A 3D reissue of the modern day animated Disney classic about Simba, a young lion that abandons his kind and his responsibilities as a new king, after believing himself responsible for the death of his father, Mufasa.
What we thought
It's almost shocking to believe that it has been nearly 17 years since The Lion King first hit cinemas. Not only because I cannot believe it has been that long since I originally saw it - on the big screen and in Zulu as a school outing with the rest of my school's standard 5 (that's grade 7, to you 21st century kids) Zulu class – but because it's astonishing how old fashioned the film feels after less than two decades.
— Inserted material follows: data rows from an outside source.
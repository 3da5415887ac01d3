//! Signal coordination for raw-mode sessions.
//!
//! Handlers only flip atomic flags, with two exceptions that must act before
//! the process stops or dies: `SIGTSTP` and the terminating signals restore
//! the saved cooked terminal settings with a single `tcsetattr` and re-raise.
//! Everything else (re-reading the window size, redrawing, re-entering raw
//! mode, reinstalling the `SIGTSTP` handler) happens on the main loop after
//! [`take_pending`] reports it.
//!
//! Handlers are installed without `SA_RESTART`, so a signal arriving during
//! the blocking driver's `poll` wakes it immediately.

use core::cell::UnsafeCell;
use core::mem::MaybeUninit;
use core::sync::atomic::{AtomicBool, AtomicI32, Ordering};
use std::io;
use std::os::unix::io::RawFd;

use crate::{Error, Result};

static RESIZED: AtomicBool = AtomicBool::new(false);
static INTERRUPTED: AtomicBool = AtomicBool::new(false);
static RESUMED: AtomicBool = AtomicBool::new(false);
static INSTALLED: AtomicBool = AtomicBool::new(false);

const TERMINATING: [libc::c_int; 3] = [libc::SIGTERM, libc::SIGHUP, libc::SIGQUIT];

/// Cooked terminal settings published for the suspend/terminate handlers.
///
/// Only the thread holding raw mode writes it, and `valid` is cleared while
/// it does, so a handler never reads a half-written struct.
struct CookedTermios {
    valid: AtomicBool,
    fd: AtomicI32,
    termios: UnsafeCell<MaybeUninit<libc::termios>>,
}

unsafe impl Sync for CookedTermios {}

static COOKED: CookedTermios = CookedTermios {
    valid: AtomicBool::new(false),
    fd: AtomicI32::new(-1),
    termios: UnsafeCell::new(MaybeUninit::uninit()),
};

/// Signal notifications collected since the previous poll.
#[derive(Debug, Clone, Copy, Default, PartialEq, Eq)]
pub struct SignalEvents {
    /// `SIGWINCH` arrived
    pub resized: bool,
    /// `SIGINT` arrived
    pub interrupted: bool,
    /// `SIGCONT` arrived (the process was stopped and continued)
    pub resumed: bool,
}

impl SignalEvents {
    /// Returns `true` if no signal arrived.
    pub fn is_empty(&self) -> bool {
        !(self.resized || self.interrupted || self.resumed)
    }
}

/// Installs the resize, interrupt, job-control and termination handlers.
///
/// Calling it again reinstalls every handler.
///
/// # Errors
///
/// Returns [`Error::SignalInstall`] naming the first signal that failed.
pub fn install() -> Result<()> {
    install_handler(libc::SIGWINCH, on_resize, 0)?;
    install_handler(libc::SIGINT, on_interrupt, 0)?;
    install_handler(libc::SIGCONT, on_continue, 0)?;
    install_handler(libc::SIGTSTP, on_suspend, libc::SA_RESETHAND)?;
    for signal in TERMINATING {
        install_handler(signal, on_terminate, libc::SA_RESETHAND)?;
    }
    INSTALLED.store(true, Ordering::SeqCst);
    log::debug!("signal handlers installed");
    Ok(())
}

/// Returns `true` once [`install`] has succeeded.
pub fn is_installed() -> bool {
    INSTALLED.load(Ordering::SeqCst)
}

/// Reinstalls the `SIGTSTP` handler, which resets itself on delivery.
///
/// Called from the main loop after a resume, never from a handler.
pub fn rearm_suspend() -> Result<()> {
    if !is_installed() {
        return Ok(());
    }
    install_handler(libc::SIGTSTP, on_suspend, libc::SA_RESETHAND)
}

/// Puts back the default disposition of every signal [`install`] touched.
pub fn restore_default_handlers() -> Result<()> {
    let signals = [libc::SIGWINCH, libc::SIGINT, libc::SIGCONT, libc::SIGTSTP];
    for signal in signals.into_iter().chain(TERMINATING) {
        set_disposition(signal, libc::SIG_DFL, 0)?;
    }
    INSTALLED.store(false, Ordering::SeqCst);
    Ok(())
}

/// Takes and clears all pending notifications.
pub fn take_pending() -> SignalEvents {
    SignalEvents {
        resized: RESIZED.swap(false, Ordering::SeqCst),
        interrupted: INTERRUPTED.swap(false, Ordering::SeqCst),
        resumed: RESUMED.swap(false, Ordering::SeqCst),
    }
}

/// Stops the process the way the tty driver would on Ctrl+Z.
///
/// Returns once the process has been continued.
pub fn raise_suspend() -> Result<()> {
    if unsafe { libc::raise(libc::SIGTSTP) } != 0 {
        return Err(Error::Io(io::Error::last_os_error()));
    }
    Ok(())
}

/// Publishes the cooked settings of `fd` for the suspend/terminate handlers.
pub(crate) fn remember_cooked(fd: RawFd, termios: &libc::termios) {
    COOKED.valid.store(false, Ordering::SeqCst);
    unsafe {
        (*COOKED.termios.get()).write(*termios);
    }
    COOKED.fd.store(fd, Ordering::SeqCst);
    COOKED.valid.store(true, Ordering::SeqCst);
}

/// Withdraws the settings published for `fd`, if they are the current ones.
pub(crate) fn forget_cooked(fd: RawFd) {
    if COOKED.fd.load(Ordering::SeqCst) == fd {
        COOKED.valid.store(false, Ordering::SeqCst);
    }
}

fn restore_cooked() {
    if COOKED.valid.load(Ordering::SeqCst) {
        let fd = COOKED.fd.load(Ordering::SeqCst);
        unsafe {
            libc::tcsetattr(fd, libc::TCSANOW, (*COOKED.termios.get()).as_ptr());
        }
    }
}

extern "C" fn on_resize(_: libc::c_int) {
    RESIZED.store(true, Ordering::SeqCst);
}

extern "C" fn on_interrupt(_: libc::c_int) {
    INTERRUPTED.store(true, Ordering::SeqCst);
}

extern "C" fn on_continue(_: libc::c_int) {
    RESUMED.store(true, Ordering::SeqCst);
}

// SIGTSTP stays blocked while this runs; the re-raised signal is delivered
// with the default action (SA_RESETHAND) as soon as the handler returns.
extern "C" fn on_suspend(_: libc::c_int) {
    let _errno = SavedErrno::save();
    restore_cooked();
    unsafe {
        libc::raise(libc::SIGTSTP);
    }
}

extern "C" fn on_terminate(signal: libc::c_int) {
    let _errno = SavedErrno::save();
    restore_cooked();
    unsafe {
        libc::raise(signal);
    }
}

/// Puts `errno` back when dropped, so a handler's own syscalls are invisible
/// to the code it interrupted.
struct SavedErrno(libc::c_int);

impl SavedErrno {
    fn save() -> Self {
        Self(unsafe { *errno_location() })
    }
}

impl Drop for SavedErrno {
    fn drop(&mut self) {
        unsafe {
            *errno_location() = self.0;
        }
    }
}

#[cfg(any(target_os = "linux", target_os = "fuchsia"))]
unsafe fn errno_location() -> *mut libc::c_int {
    libc::__errno_location()
}

#[cfg(any(target_os = "android", target_os = "netbsd", target_os = "openbsd"))]
unsafe fn errno_location() -> *mut libc::c_int {
    libc::__errno()
}

#[cfg(any(target_os = "macos", target_os = "ios", target_os = "freebsd"))]
unsafe fn errno_location() -> *mut libc::c_int {
    libc::__error()
}

fn install_handler(
    signal: libc::c_int,
    handler: extern "C" fn(libc::c_int),
    flags: libc::c_int,
) -> Result<()> {
    set_disposition(signal, handler as libc::sighandler_t, flags)
}

fn set_disposition(
    signal: libc::c_int,
    disposition: libc::sighandler_t,
    flags: libc::c_int,
) -> Result<()> {
    unsafe {
        let mut action: libc::sigaction = core::mem::zeroed();
        action.sa_sigaction = disposition;
        action.sa_flags = flags;
        libc::sigemptyset(&mut action.sa_mask);

        if libc::sigaction(signal, &action, core::ptr::null_mut()) != 0 {
            return Err(Error::SignalInstall {
                signal,
                source: io::Error::last_os_error(),
            });
        }
    }
    Ok(())
}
I don't mean to say that it's dated because, even with all the brilliant (mostly CGI) animated films that have come our way since, it still feels as fresh and as vivacious as ever. The Lion King is old fashioned in the sense that it feels like it comes from a time that has long since passed. At the risk of sounding like a nostalgic old fogey, they really don't make films like this any more.
Quite why it feels so different from today's animation, though, is not that obvious. The traditional hand-drawn animation seems like an apparent reason – and stacked up against most of today's big digital animations, it does feel special and quite apart from those projects. Although the film makes use of Computer Generated Imagery (most notably for the now famous wildebeest stampede scene), the mix of vibrant, detailed backgrounds and simple but very distinctive character designs acts as a wonderful reminder of just how impressive traditional animation can still look.
And yet the "golden age" feel of The Lion King comes not only from its beautiful animation, but from its storytelling. Everything about it screams “old school Disney”. It's all there: the noble (often royal) protagonists; the irredeemably evil bad guys; the charming anthropomorphous animals; the funny sidekicks (take a bow Lane and Atkinson) and, of course, the need for every one of these films to be boisterous musicals. It's a formula that may have grown out of favour (Disney did go to this well a few times too many by the end of the '90s) but after being yanked out of the old-school Disney production line and being allowed to exist on its own terms, it looks better than ever.
Here we have a film that works for the whole family not because of the lame pop-culture jokes for the parents and older siblings or due to Pixar’s mastery, but because it simply tells its story with awe-inspiring efficiency and warmth. It's exciting, it's hilarious, it's moving, it has wonderful musical set pieces and an even better score – it's simply everything you could want out of a "family film".
The only problem with The Lion King 3D is that last bit of its new title. The 3D may benefit the film a couple of times (bad weather and ferocious lions jumping out of the screen are pretty much what 3D was invented for) but mostly it clashes horribly with the classic animation. It certainly doesn't give the film any more "depth" - in any sense of the word – like the best 2D films, it already felt three-dimensional.
Still, unwarranted 3D or not, The Lion King is a classic well worth revisiting on the big screen – and one that is sure to win over a whole new generation of fans.